◆ What to produce:
Would you find each line in the entries below with the string "order" and copy it?

_ _ _ _ _

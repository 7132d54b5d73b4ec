//! Send window and receive reassembly buffer
//!
//! Both are keyed by byte offset. The send window keeps every unacknowledged
//! segment for retransmission; the receive buffer keeps segments that arrived
//! ahead of the next expected byte.

use crate::ack::SackBlock;
use bytes::Bytes;
use std::collections::BTreeMap;
use std::time::Instant;

/// Unacknowledged segment held by the sender
#[derive(Debug, Clone)]
pub struct InFlight {
    /// The payload, kept for retransmission
    pub payload: Bytes,
    /// Time when the segment was first sent
    pub first_sent: Instant,
    /// Time when the segment was last (re)sent
    pub last_sent: Instant,
    /// Number of times this segment has been sent
    pub transmissions: u32,
    /// Whether the receiver reported holding it out of order
    pub sacked: bool,
}

impl InFlight {
    /// Payload length in bytes
    pub fn len(&self) -> u32 {
        self.payload.len() as u32
    }

    /// Whether the payload is empty
    pub fn is_empty(&self) -> bool {
        self.payload.is_empty()
    }

    /// Whether this segment was only ever sent once (usable for RTT samples)
    pub fn is_original(&self) -> bool {
        self.transmissions == 1
    }
}

/// Sliding send window
///
/// ```text
///  base              next_seq
///   │                   │
///  ─┼───────────────────┼──────────────▶ byte offsets
///   │ <── in flight ──> │ <── unsent ──>
/// ```
#[derive(Debug)]
pub struct SendWindow {
    /// Oldest unacknowledged byte
    base: u32,
    /// Next byte to send
    next_seq: u32,
    /// Unacknowledged segments keyed by offset
    in_flight: BTreeMap<u32, InFlight>,
}

impl SendWindow {
    /// Create an empty window starting at `initial_seq`
    pub fn new(initial_seq: u32) -> Self {
        SendWindow {
            base: initial_seq,
            next_seq: initial_seq,
            in_flight: BTreeMap::new(),
        }
    }

    /// Oldest unacknowledged byte
    pub fn base(&self) -> u32 {
        self.base
    }

    /// Next byte to send
    pub fn next_seq(&self) -> u32 {
        self.next_seq
    }

    /// Bytes sent but not yet cumulatively acknowledged
    pub fn flight_size(&self) -> u32 {
        self.next_seq - self.base
    }

    /// Number of unacknowledged segments
    pub fn len(&self) -> usize {
        self.in_flight.len()
    }

    /// Check if nothing is outstanding
    pub fn is_empty(&self) -> bool {
        self.in_flight.is_empty()
    }

    /// Record a new segment starting at `next_seq`
    ///
    /// Returns the offset assigned to the segment.
    pub fn record_sent(&mut self, payload: Bytes, now: Instant) -> u32 {
        let seq = self.next_seq;
        self.next_seq += payload.len() as u32;
        self.in_flight.insert(
            seq,
            InFlight {
                payload,
                first_sent: now,
                last_sent: now,
                transmissions: 1,
                sacked: false,
            },
        );
        seq
    }

    /// Get the in-flight segment at `seq`
    pub fn get(&self, seq: u32) -> Option<&InFlight> {
        self.in_flight.get(&seq)
    }

    /// Offset of the segment holding the byte at `base`
    pub fn base_segment(&self) -> Option<u32> {
        self.in_flight
            .range(..=self.base)
            .next_back()
            .filter(|(seq, entry)| **seq + entry.len() > self.base)
            .map(|(seq, _)| *seq)
            .or_else(|| self.in_flight.keys().next().copied())
    }

    /// Take a segment for retransmission, updating its send metadata
    pub fn get_for_retransmit(&mut self, seq: u32, now: Instant) -> Option<Bytes> {
        self.in_flight.get_mut(&seq).map(|entry| {
            entry.last_sent = now;
            entry.transmissions += 1;
            entry.payload.clone()
        })
    }

    /// Retire every segment fully covered by cumulative `ack` and move `base`
    ///
    /// Returns the retired segments in offset order.
    pub fn acknowledge_up_to(&mut self, ack: u32) -> Vec<(u32, InFlight)> {
        let mut retired = Vec::new();

        while let Some(entry) = self.in_flight.first_entry() {
            if *entry.key() + entry.get().len() > ack {
                break;
            }
            let seq = *entry.key();
            retired.push((seq, entry.remove()));
        }

        if ack > self.base {
            self.base = ack.min(self.next_seq);
        }

        retired
    }

    /// Mark every segment inside `block` as selectively acknowledged
    ///
    /// Returns the number of newly marked segments.
    pub fn mark_sacked(&mut self, block: SackBlock) -> usize {
        let mut marked = 0;
        for (seq, entry) in self.in_flight.range_mut(block.start..block.end) {
            if !entry.sacked && block.covers(*seq, *seq + entry.len()) {
                entry.sacked = true;
                marked += 1;
            }
        }
        marked
    }

    /// Earliest last-send time among segments not selectively acknowledged
    ///
    /// Falls back to the earliest of all segments when every one is SACKed.
    pub fn oldest_unsacked_send_time(&self) -> Option<Instant> {
        self.in_flight
            .values()
            .filter(|entry| !entry.sacked)
            .map(|entry| entry.last_sent)
            .min()
            .or_else(|| self.in_flight.values().map(|entry| entry.last_sent).min())
    }

    /// Iterate over in-flight segments in offset order
    pub fn iter(&self) -> impl Iterator<Item = (u32, &InFlight)> {
        self.in_flight.iter().map(|(seq, entry)| (*seq, entry))
    }
}

/// Result of offering an out-of-order segment to the receive buffer
#[derive(Debug, Clone, Copy, PartialEq, Eq)]
pub enum InsertOutcome {
    /// New bytes were stored
    Buffered,
    /// Every byte was already delivered or buffered
    Duplicate,
    /// Buffer at capacity; segment dropped
    Full,
    /// Segment ends past the sequence space; segment dropped
    Overflow,
}

/// Out-of-order reassembly buffer
///
/// Stored segments never overlap: overlapping input is trimmed against what
/// is already held.
#[derive(Debug)]
pub struct ReceiveBuffer {
    /// Next contiguous byte expected
    expected_seq: u32,
    /// Segments held ahead of `expected_seq`
    segments: BTreeMap<u32, Bytes>,
    /// Maximum number of stored segments
    max_segments: usize,
}

impl ReceiveBuffer {
    /// Create a new receive buffer
    pub fn new(initial_seq: u32, max_segments: usize) -> Self {
        ReceiveBuffer {
            expected_seq: initial_seq,
            segments: BTreeMap::new(),
            max_segments,
        }
    }

    /// Next contiguous byte expected
    pub fn expected_seq(&self) -> u32 {
        self.expected_seq
    }

    /// Number of stored segments
    pub fn len(&self) -> usize {
        self.segments.len()
    }

    /// Check if nothing is buffered
    pub fn is_empty(&self) -> bool {
        self.segments.is_empty()
    }

    /// Total buffered bytes
    pub fn buffered_bytes(&self) -> usize {
        self.segments.values().map(Bytes::len).sum()
    }

    /// Advance past `len` bytes delivered in order
    pub fn advance(&mut self, len: u32) {
        self.expected_seq += len;
    }

    /// Store a segment that starts beyond `expected_seq`
    pub fn insert(&mut self, seq: u32, payload: Bytes) -> InsertOutcome {
        let Some(mut end) = seq.checked_add(payload.len() as u32) else {
            return InsertOutcome::Overflow;
        };
        let mut start = seq.max(self.expected_seq);
        if start >= end {
            return InsertOutcome::Duplicate;
        }

        // Trim against the segment starting at or before us
        if let Some((&prev_seq, prev)) = self.segments.range(..=start).next_back() {
            let prev_end = stored_end(prev_seq, prev);
            if prev_end >= end {
                return InsertOutcome::Duplicate;
            }
            start = start.max(prev_end);
        }

        // Swallow segments we fully cover; stop at one that extends past us
        let following: Vec<(u32, u32)> = self
            .segments
            .range(start..end)
            .map(|(&s, p)| (s, stored_end(s, p)))
            .collect();
        let mut swallowed = Vec::new();
        for (next_seq, next_end) in following {
            if next_end <= end {
                swallowed.push(next_seq);
            } else {
                end = next_seq;
                break;
            }
        }

        if start >= end {
            return InsertOutcome::Duplicate;
        }
        if self.segments.len() - swallowed.len() >= self.max_segments {
            return InsertOutcome::Full;
        }

        for s in swallowed {
            self.segments.remove(&s);
        }
        let offset = (start - seq) as usize;
        let len = (end - start) as usize;
        self.segments
            .insert(start, payload.slice(offset..offset + len));

        InsertOutcome::Buffered
    }

    /// Pop the buffered bytes that now start at `expected_seq`, advancing it
    ///
    /// Anything left behind `expected_seq` is discarded first.
    pub fn pop_ready(&mut self) -> Option<Bytes> {
        loop {
            let mut entry = self.segments.first_entry()?;
            let seq = *entry.key();
            let end = stored_end(seq, entry.get());

            if seq > self.expected_seq {
                return None;
            }
            if end <= self.expected_seq {
                entry.remove();
                continue;
            }

            let payload = entry.remove();
            let ready = payload.slice((self.expected_seq - seq) as usize..);
            self.expected_seq = end;
            return Some(ready);
        }
    }

    /// Buffered ranges with adjacent segments coalesced, lowest first
    pub fn ranges(&self) -> Vec<SackBlock> {
        let mut ranges: Vec<SackBlock> = Vec::new();
        for (&seq, payload) in &self.segments {
            let end = stored_end(seq, payload);
            match ranges.last_mut() {
                Some(last) if last.end == seq => last.end = end,
                _ => ranges.push(SackBlock::new(seq, end)),
            }
        }
        ranges
    }
}

/// End offset of a stored segment; `insert` guarantees it fits
fn stored_end(seq: u32, payload: &Bytes) -> u32 {
    seq.saturating_add(payload.len() as u32)
}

_ _ _ _ _

◆ Solution for this problem:
    /// Whether the receiver reported holding it out of order
    /// Returns the retired segments in offset order.
    /// Iterate over in-flight segments in offset order
/// Result of offering an out-of-order segment to the receive buffer
/// Out-of-order reassembly buffer
    /// Advance past `len` bytes delivered in order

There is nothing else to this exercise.